PROBLEM REQUIREMENTS: Could you transcribe every entry exactly, leaving nothing out?

DATA TO PROCESS:
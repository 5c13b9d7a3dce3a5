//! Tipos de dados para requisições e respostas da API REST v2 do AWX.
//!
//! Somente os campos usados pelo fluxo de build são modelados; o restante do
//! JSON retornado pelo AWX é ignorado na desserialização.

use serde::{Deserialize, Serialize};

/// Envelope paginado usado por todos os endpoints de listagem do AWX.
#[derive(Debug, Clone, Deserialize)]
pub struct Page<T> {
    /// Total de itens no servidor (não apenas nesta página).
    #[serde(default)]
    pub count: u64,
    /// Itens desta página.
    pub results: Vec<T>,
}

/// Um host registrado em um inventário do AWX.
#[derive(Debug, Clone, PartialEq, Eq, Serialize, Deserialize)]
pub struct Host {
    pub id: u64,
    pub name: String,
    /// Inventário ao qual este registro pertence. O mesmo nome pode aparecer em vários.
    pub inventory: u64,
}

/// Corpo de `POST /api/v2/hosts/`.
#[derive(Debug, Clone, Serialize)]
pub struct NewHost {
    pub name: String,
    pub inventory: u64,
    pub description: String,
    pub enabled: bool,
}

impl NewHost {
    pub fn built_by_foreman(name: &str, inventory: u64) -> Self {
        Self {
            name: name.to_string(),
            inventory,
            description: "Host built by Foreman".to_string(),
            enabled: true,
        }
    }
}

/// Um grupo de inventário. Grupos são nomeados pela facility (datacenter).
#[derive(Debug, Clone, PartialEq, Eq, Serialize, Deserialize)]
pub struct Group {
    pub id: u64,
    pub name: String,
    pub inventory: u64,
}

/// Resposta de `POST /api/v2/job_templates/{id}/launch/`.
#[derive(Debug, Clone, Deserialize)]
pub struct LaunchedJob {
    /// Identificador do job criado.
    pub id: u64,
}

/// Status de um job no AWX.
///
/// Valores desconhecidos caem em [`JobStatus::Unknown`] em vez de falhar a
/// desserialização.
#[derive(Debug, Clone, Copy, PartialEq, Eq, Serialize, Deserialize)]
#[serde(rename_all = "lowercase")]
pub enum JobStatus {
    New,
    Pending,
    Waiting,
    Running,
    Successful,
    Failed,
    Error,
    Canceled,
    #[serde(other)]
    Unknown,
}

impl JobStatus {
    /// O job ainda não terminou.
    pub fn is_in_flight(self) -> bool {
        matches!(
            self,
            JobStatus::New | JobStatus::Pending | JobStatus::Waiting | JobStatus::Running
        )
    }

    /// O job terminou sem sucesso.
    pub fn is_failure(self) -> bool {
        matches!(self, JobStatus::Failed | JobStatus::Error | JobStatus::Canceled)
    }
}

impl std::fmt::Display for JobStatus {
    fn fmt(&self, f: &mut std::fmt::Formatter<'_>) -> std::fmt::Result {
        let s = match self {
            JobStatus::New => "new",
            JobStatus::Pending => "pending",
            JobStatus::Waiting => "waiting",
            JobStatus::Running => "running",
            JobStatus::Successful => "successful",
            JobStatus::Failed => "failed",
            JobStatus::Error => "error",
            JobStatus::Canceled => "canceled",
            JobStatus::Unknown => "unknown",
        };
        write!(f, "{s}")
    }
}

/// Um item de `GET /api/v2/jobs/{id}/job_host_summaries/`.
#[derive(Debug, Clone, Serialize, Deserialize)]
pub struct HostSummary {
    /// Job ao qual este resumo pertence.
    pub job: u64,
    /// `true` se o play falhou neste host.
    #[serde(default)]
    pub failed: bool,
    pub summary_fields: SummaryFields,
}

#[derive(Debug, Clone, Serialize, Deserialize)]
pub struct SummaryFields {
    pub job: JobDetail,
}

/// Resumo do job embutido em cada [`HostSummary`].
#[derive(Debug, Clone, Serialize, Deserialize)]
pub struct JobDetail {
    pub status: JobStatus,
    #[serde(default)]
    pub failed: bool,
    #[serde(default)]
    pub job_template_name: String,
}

WRITTEN ANSWER:
repository 5c13b9d7a3dce3a5
//! Tipos de dados para requisições e respostas da API REST v2 do AWX.
//!
//! Somente os campos usados pelo fluxo de build são modelados; o restante do
//! JSON retornado pelo AWX é ignorado na desserialização.

use serde::{Deserialize, Serialize};

/// Envelope paginado usado por todos os endpoints de listagem do AWX.
#[derive(Debug, Clone, Deserialize)]
pub struct Page<T> {
    /// Total de itens no servidor (não apenas nesta página).
    #[serde(default)]
    pub count: u64,
    /// Itens desta página.
    pub results: Vec<T>,
}

/// Um host registrado em um inventário do AWX.
#[derive(Debug, Clone, PartialEq, Eq, Serialize, Deserialize)]
pub struct Host {
    pub id: u64,
    pub name: String,
    /// Inventário ao qual este registro pertence. O mesmo nome pode aparecer em vários.
    pub inventory: u64,
}

/// Corpo de `POST /api/v2/hosts/`.
#[derive(Debug, Clone, Serialize)]
pub struct NewHost {
    pub name: String,
    pub inventory: u64,
    pub description: String,
    pub enabled: bool,
}

impl NewHost {
    pub fn built_by_foreman(name: &str, inventory: u64) -> Self {
        Self {
            name: name.to_string(),
            inventory,
            description: "Host built by Foreman".to_string(),
            enabled: true,
        }
    }
}

/// Um grupo de inventário. Grupos são nomeados pela facility (datacenter).
#[derive(Debug, Clone, PartialEq, Eq, Serialize, Deserialize)]
pub struct Group {
    pub id: u64,
    pub name: String,
    pub inventory: u64,
}

/// Resposta de `POST /api/v2/job_templates/{id}/launch/`.
#[derive(Debug, Clone, Deserialize)]
pub struct LaunchedJob {
    /// Identificador do job criado.
    pub id: u64,
}

/// Status de um job no AWX.
///
/// Valores desconhecidos caem em [`JobStatus::Unknown`] em vez de falhar a
/// desserialização.
#[derive(Debug, Clone, Copy, PartialEq, Eq, Serialize, Deserialize)]
#[serde(rename_all = "lowercase")]
pub enum JobStatus {
    New,
    Pending,
    Waiting,
    Running,
    Successful,
    Failed,
    Error,
    Canceled,
    #[serde(other)]
    Unknown,
}

impl JobStatus {
    /// O job ainda não terminou.
    pub fn is_in_flight(self) -> bool {
        matches!(
            self,
            JobStatus::New | JobStatus::Pending | JobStatus::Waiting | JobStatus::Running
        )
    }

    /// O job terminou sem sucesso.
    pub fn is_failure(self) -> bool {
        matches!(self, JobStatus::Failed | JobStatus::Error | JobStatus::Canceled)
    }
}

impl std::fmt::Display for JobStatus {
    fn fmt(&self, f: &mut std::fmt::Formatter<'_>) -> std::fmt::Result {
        let s = match self {
            JobStatus::New => "new",
            JobStatus::Pending => "pending",
            JobStatus::Waiting => "waiting",
            JobStatus::Running => "running",
            JobStatus::Successful => "successful",
            JobStatus::Failed => "failed",
            JobStatus::Error => "error",
            JobStatus::Canceled => "canceled",
            JobStatus::Unknown => "unknown",
        };
        write!(f, "{s}")
    }
}

/// Um item de `GET /api/v2/jobs/{id}/job_host_summaries/`.
#[derive(Debug, Clone, Serialize, Deserialize)]
pub struct HostSummary {
    /// Job ao qual este resumo pertence.
    pub job: u64,
    /// `true` se o play falhou neste host.
    #[serde(default)]
    pub failed: bool,
    pub summary_fields: SummaryFields,
}

#[derive(Debug, Clone, Serialize, Deserialize)]
pub struct SummaryFields {
    pub job: JobDetail,
}

/// Resumo do job embutido em cada [`HostSummary`].
#[derive(Debug, Clone, Serialize, Deserialize)]
pub struct JobDetail {
    pub status: JobStatus,
    #[serde(default)]
    pub failed: bool,
    #[serde(default)]
    pub job_template_name: String,
}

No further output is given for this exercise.